Quale test valutativo applicare: i precedenti Rogers e Gruner

Stando al valore dato nel sistema giuridico americano ai precedenti giurisprudenziali, il Giudice Rakoff, cui è stato assegnato il caso, si è chiesto se la valutazione sulla contraffazione del marchio fosse da effettuarsi secondo gli standard fissati nella decisione “Rogers c. Grimaldi” (875 F .2d 994, 1000, 2d Cir. 1989), occupatasi di definire quando un’espressione artistica che utilizza un marchio altrui non lo vìola perché protetta dalla libertà di espressione prevista dal Primo Emendamento della Costituzione Americana, oppure secondo gli standard definiti nel caso “Gruner + Jahr c. Meredith Corp.” (991 F .2d 1072, 2d Cir. 1993), che invece si era occupata di contraffazione del marchio nella vendita beni primariamente progettati per un mero sfruttamento commerciale.

Nel caso di specie, rigettando la teoria di Hermès, il Giudice ha ritenuto si dovesse applicare il Rogers test poiché comunque le immagini compravendute sul web potevano costituire una forma di espressione artistica al pari delle riproduzioni dei barattoli di zuppa Campbell di Andy Warhol. Il Giudice ha però ritenuto che, in presenza di fatti determinanti e contestati dalle parti, sarebbe stata la giuria a stabilire la presenza o meno dei due fattori che, secondo lo schema del Rogers test, avrebbero comunque impedito la liceità del fatto nonostante la libertà di espressione artistica protetta dal Primo Emendamento, ovvero: 1) l’uso del marchio nel lavoro espressivo in maniera non “artisticamente rilevante”, giustificato solo dalla volontà di associare l’opera al marchio per sfruttarne la popolarità e 2) l’uso del marchio per ingannare il pubblico in quanto alla provenienza o al contenuto dell’opera.

La giuria avrebbe dovuto esprimersi sulla probabilità di confusione del pubblico secondo i fattori definiti nel precedente “Polaroid Corp. c. Polaroid Elecs. Corp.” (287 F .2d 492, 2d Cir. 1961), andando quindi a valutare: 1) la forza del marchio di Hermès era tale da meritarsi una maggiore protezione; 2) il grado di somiglianza tra i segni “Birkin” e “MetaBirkin”; 3) l’effettiva confusione del pubblico sull’affiliazione tra Hermès ed il progetto “MetaBirkin” di Rothschild; 4) la verosimiglianza che Hermès entri nel commercio di NFT; 5) la prossimità competitiva dei prodotti nel settore di mercato rilevante; 6) la malafede di Rothschild nell’usare il marchio di Hermès; 7) la qualità dei marchi “Birkin” e “MetaBirkin”; 8) il grado di discernimento e tipologia del consumatore da prendere a modello come pubblico.

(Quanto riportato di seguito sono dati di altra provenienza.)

//! Live connections: attach, the read and write tasks, and departure.
//!
//! Each attached connection is driven by two tasks:
//!
//! ```text
//!             ┌──────────── read task ◄──── FrameReader ◄── client
//!  Room ◄─────┤   text → broadcast msg, binary → ack, "leave" → depart
//!             │                 │ ack (capacity 1)
//!             └──► outbox ──► write task ────► FrameWriter ──► client
//!                  (bounded)   probes, timeout or stall → depart
//! ```
//!
//! The write task owns shutdown: when it exits for any reason the read task
//! stops too. A read task that ends without a `leave` close frame does not
//! remove anyone; a page refresh reattaches shortly and the heartbeat
//! decides otherwise.

use std::sync::Arc;
use std::time::Duration;

use huddle_protocol::{CloseReason, Event, ParticipantId, SessionId};
use huddle_transport::{
    Connection, ConnectionId, Frame, FrameReader, FrameWriter, TransportError,
};
use tokio::sync::{mpsc, oneshot};
use tokio::time::{Instant, MissedTickBehavior};

use crate::Room;
use crate::participant::Link;

/// The probe payload. Clients answer any binary frame with a binary frame.
const PROBE: [u8; 1] = [0];

impl Room {
    /// Attaches `conn` as the live connection of participant `id`.
    ///
    /// Refuses the connection with `room-not-exists` if the room is
    /// closing, or `user-not-exists` if no participant matches both `id`
    /// and `username`. A connection already attached to the participant is
    /// shut down, and both its tasks have exited, before the new tasks
    /// start.
    pub async fn attach<C: Connection>(
        self: &Arc<Self>,
        id: ParticipantId,
        username: &str,
        conn: C,
    ) {
        let conn_id = conn.id();
        let (outbox_tx, outbox_rx) = mpsc::channel(self.config.outbox_capacity.max(1));
        let (shutdown_tx, shutdown_rx) = oneshot::channel();
        let (done_tx, done_rx) = mpsc::channel(1);

        let attached = {
            let mut inner = self.inner.write().await;
            if inner.closing {
                Err(CloseReason::RoomNotExists)
            } else {
                match inner
                    .participants
                    .values_mut()
                    .find(|p| p.id == id && p.username == username)
                {
                    None => Err(CloseReason::UserNotExists),
                    Some(participant) => {
                        participant.cancel_grace();
                        let link = Link::new(conn_id, outbox_tx, shutdown_tx, done_rx);
                        let superseded = participant.link.replace(link);
                        Ok((
                            participant.session_id.clone(),
                            participant.role,
                            superseded,
                        ))
                    }
                }
            }
        };

        let (session_id, role, superseded) = match attached {
            Ok(attached) => attached,
            Err(reason) => {
                tracing::debug!(room_id = %self.id(), participant_id = %id, %reason, "connection refused");
                let (_, mut writer) = conn.split();
                close_writer(&mut writer, Some(reason), self.config.close_timeout).await;
                return;
            }
        };

        if let Some(old) = superseded {
            tracing::debug!(room_id = %self.id(), participant_id = %id, "superseding previous connection");
            old.shut_down(None).await;
        }

        tracing::info!(room_id = %self.id(), participant_id = %id, %conn_id, "participant connected");
        self.broadcast(&Event::Join {
            id,
            username: username.to_owned(),
            role,
        })
        .await;

        let (reader, writer) = conn.split();
        let (ack_tx, ack_rx) = mpsc::channel(1);
        let (stop_tx, stop_rx) = oneshot::channel();

        tokio::spawn(read_task(
            Arc::clone(self),
            Pump {
                session_id: session_id.clone(),
                conn_id,
                done: done_tx.clone(),
            },
            username.to_owned(),
            reader,
            ack_tx,
            stop_rx,
        ));
        tokio::spawn(write_task(
            Arc::clone(self),
            Pump {
                session_id,
                conn_id,
                done: done_tx,
            },
            writer,
            outbox_rx,
            ack_rx,
            shutdown_rx,
            stop_tx,
        ));
    }

    /// Removes the participant whose live link is `conn_id`.
    ///
    /// Stale calls from a superseded connection are ignored. An admin
    /// departure closes the whole room; a member departure closes that
    /// member's connection with `reason` and broadcasts `leave`.
    pub(crate) async fn depart(
        &self,
        session_id: &SessionId,
        conn_id: ConnectionId,
        reason: Option<CloseReason>,
    ) {
        let removed = {
            let mut inner = self.inner.write().await;
            if inner.closing {
                return;
            }
            let Some(participant) = inner.participants.get(session_id) else {
                return;
            };
            if participant.link.as_ref().map(|l| l.conn_id) != Some(conn_id) {
                return;
            }
            if participant.role.is_admin() {
                None
            } else {
                inner.participants.remove(session_id)
            }
        };

        let Some(participant) = removed else {
            tracing::info!(room_id = %self.id(), "admin departed");
            self.close(crate::CloseCause::AdminDeparted).await;
            return;
        };

        let id = participant.id;
        tracing::info!(room_id = %self.id(), participant_id = %id, "participant departed");
        if let Some(link) = participant.detach() {
            link.shut_down(reason).await;
        }
        self.broadcast(&Event::Leave { id }).await;
    }
}

/// What both tasks of one link carry.
struct Pump {
    session_id: SessionId,
    conn_id: ConnectionId,
    /// Dropped when the task exits; see `Link::shut_down`.
    done: mpsc::Sender<()>,
}

impl Pump {
    /// Releases the link's `done` sender, then departs if asked to.
    async fn finish(self, room: &Room, departure: Option<Option<CloseReason>>) {
        let Pump {
            session_id,
            conn_id,
            done,
        } = self;
        drop(done);
        if let Some(reason) = departure {
            room.depart(&session_id, conn_id, reason).await;
        }
    }
}

// ---------------------------------------------------------------------------
// Read task
// ---------------------------------------------------------------------------

async fn read_task<R: FrameReader>(
    room: Arc<Room>,
    pump: Pump,
    username: String,
    mut reader: R,
    ack: mpsc::Sender<()>,
    mut stop: oneshot::Receiver<()>,
) {
    let max = room.config.max_message_bytes;

    // `Some(reason)` means depart and close with `reason`.
    let departure = loop {
        let frame = tokio::select! {
            _ = &mut stop => break None,
            frame = reader.read_frame() => frame,
        };

        match frame {
            Ok(Frame::Text(text)) if text.len() > max => {
                break Some(Some(CloseReason::MessageTooLarge));
            }
            Ok(Frame::Binary(data)) if data.len() > max => {
                break Some(Some(CloseReason::MessageTooLarge));
            }
            Ok(Frame::Text(content)) => {
                room.broadcast(&Event::Msg {
                    username: username.clone(),
                    content,
                })
                .await;
            }
            Ok(Frame::Binary(_)) => {
                // Extra acks are redundant.
                let _ = ack.try_send(());
            }
            Ok(Frame::Close(reason)) => {
                if reason.as_deref() == Some(CloseReason::Leave.as_str()) {
                    break Some(None);
                }
                tracing::debug!(room_id = %room.id(), conn_id = %pump.conn_id, "closed without leave");
                break None;
            }
            Err(e) => {
                tracing::debug!(room_id = %room.id(), conn_id = %pump.conn_id, error = %e, "read ended");
                break None;
            }
        }
    };

    drop(reader);
    pump.finish(&room, departure).await;
}

// ---------------------------------------------------------------------------
// Write task
// ---------------------------------------------------------------------------

enum Wake {
    Shutdown(Option<CloseReason>),
    Outgoing(Option<Arc<str>>),
    Ack,
    Probe,
}

async fn write_task<W: FrameWriter>(
    room: Arc<Room>,
    pump: Pump,
    mut writer: W,
    mut outbox: mpsc::Receiver<Arc<str>>,
    mut acks: mpsc::Receiver<()>,
    mut shutdown: oneshot::Receiver<Option<CloseReason>>,
    stop_reader: oneshot::Sender<()>,
) {
    let config = &room.config;
    let mut probe = tokio::time::interval_at(
        Instant::now() + config.heartbeat_interval,
        config.heartbeat_interval,
    );
    probe.set_missed_tick_behavior(MissedTickBehavior::Delay);
    let mut last_ack = Instant::now();
    let mut probed = false;

    let departure = loop {
        // Probes and acks go ahead of the outbox so a busy room cannot
        // starve the heartbeat.
        let wake = tokio::select! {
            biased;
            reason = &mut shutdown => Wake::Shutdown(reason.ok().flatten()),
            Some(()) = acks.recv() => Wake::Ack,
            _ = probe.tick() => Wake::Probe,
            msg = outbox.recv() => Wake::Outgoing(msg),
        };

        let frame = match wake {
            Wake::Shutdown(reason) => {
                close_writer(&mut writer, reason, config.close_timeout).await;
                break None;
            }
            Wake::Outgoing(None) => {
                close_writer(&mut writer, None, config.close_timeout).await;
                break None;
            }
            Wake::Outgoing(Some(text)) => Frame::Text(text.to_string()),
            Wake::Ack => {
                last_ack = Instant::now();
                continue;
            }
            Wake::Probe => {
                if probed && last_ack.elapsed() > config.heartbeat_timeout {
                    tracing::info!(room_id = %room.id(), conn_id = %pump.conn_id, "heartbeat timed out");
                    close_writer(&mut writer, None, config.close_timeout).await;
                    break Some(None);
                }
                probed = true;
                Frame::Binary(PROBE.to_vec())
            }
        };

        match send_bounded(&mut writer, frame, &mut shutdown, config.heartbeat_timeout).await {
            Sent::Written => {}
            Sent::Failed(e) => {
                tracing::debug!(room_id = %room.id(), conn_id = %pump.conn_id, error = %e, "write failed");
                break Some(None);
            }
            Sent::Stalled => {
                tracing::info!(room_id = %room.id(), conn_id = %pump.conn_id, "peer stopped reading");
                break Some(None);
            }
            Sent::Interrupted(reason) => {
                close_writer(&mut writer, reason, config.close_timeout).await;
                break None;
            }
        }
    };

    drop(writer);
    drop(shutdown);
    drop(stop_reader);
    pump.finish(&room, departure).await;
}

/// How one bounded write ended.
enum Sent {
    Written,
    Failed(TransportError),
    /// The peer did not take the frame within the limit.
    Stalled,
    /// Shutdown arrived first; carries its close reason.
    Interrupted(Option<CloseReason>),
}

/// Writes `frame` unless shutdown arrives first or the peer holds the
/// write for longer than `limit`.
async fn send_bounded<W: FrameWriter>(
    writer: &mut W,
    frame: Frame,
    shutdown: &mut oneshot::Receiver<Option<CloseReason>>,
    limit: Duration,
) -> Sent {
    tokio::select! {
        biased;
        reason = shutdown => Sent::Interrupted(reason.ok().flatten()),
        written = tokio::time::timeout(limit, writer.write_frame(frame)) => match written {
            Ok(Ok(())) => Sent::Written,
            Ok(Err(e)) => Sent::Failed(e),
            Err(_) => Sent::Stalled,
        },
    }
}

/// Writes a close frame, giving up after `limit`.
async fn close_writer<W: FrameWriter>(writer: &mut W, reason: Option<CloseReason>, limit: Duration) {
    let reason = reason.map(CloseReason::as_str);
    match tokio::time::timeout(limit, writer.close(reason)).await {
        Ok(Ok(())) => {}
        Ok(Err(e)) => tracing::debug!(error = %e, "close frame not delivered"),
        Err(_) => tracing::debug!("close frame timed out"),
    }
}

La decisione della giuria e brevi considerazioni finali

La giuria, concentrandosi sulla possibilità confusoria ingenerata negli acquirenti e sull’intenzionalità di tale confusione nei progetti di Rothschild, ha ritenuto che le opere non dovessero godere della tutela concessa dal Primo Emendamento, poiché avevano un potenziale ingannatorio e parassitario e che tale confusione era stata volutamente indotta dall’artista, condannando quest’ultimo al risarcimento dei danni subiti da Hermès per la, alquanto modesta, somma di 133.000 dollari.

La definizione del primo processo con giuria americano a tema NFT e sfruttamento non autorizzato di marchio altrui fa luce sulla valutazione dei molti casi di contraffazione circolanti sugli online marketplace di NFT (OpenSea, Rarible, Mintable…), dettando le regole valutative dell’illecito, che risultano essere le medesime da sempre valide nel mondo reale.

Nelle dispute in campo blockchain sull’uso di marchi altrui in opere artistiche bisognerà però prestare maggiore attenzione all’interscambio tra le varie piattaforme di vendita di NFT, poiché alcune potrebbero conformarsi alle diffide o agli ordini del giudice e altre no, permettendo un ricaricamento o trasferimento dei contenuti illeciti, oppure bloccandone l’accesso agli acquirenti solo per certi territori e non per tutti. Inoltre, sarà importante ricordare la separazione tra NFT/smart contract presente su chain e la rappresentazione digitale in essi contenuta, metadato che solitamente si trova off-chain per via delle dimensioni (su un link/URL salvato su server o cloud esterno alla blockchain) e su cui il titolare dell’opera e responsabile dell’illecito può intervenire, eliminando l’accessibilità all’opera anche quando l’NFT, come noto, non potrà mai eliminarsi del tutto essendo stato registrato su blockchain.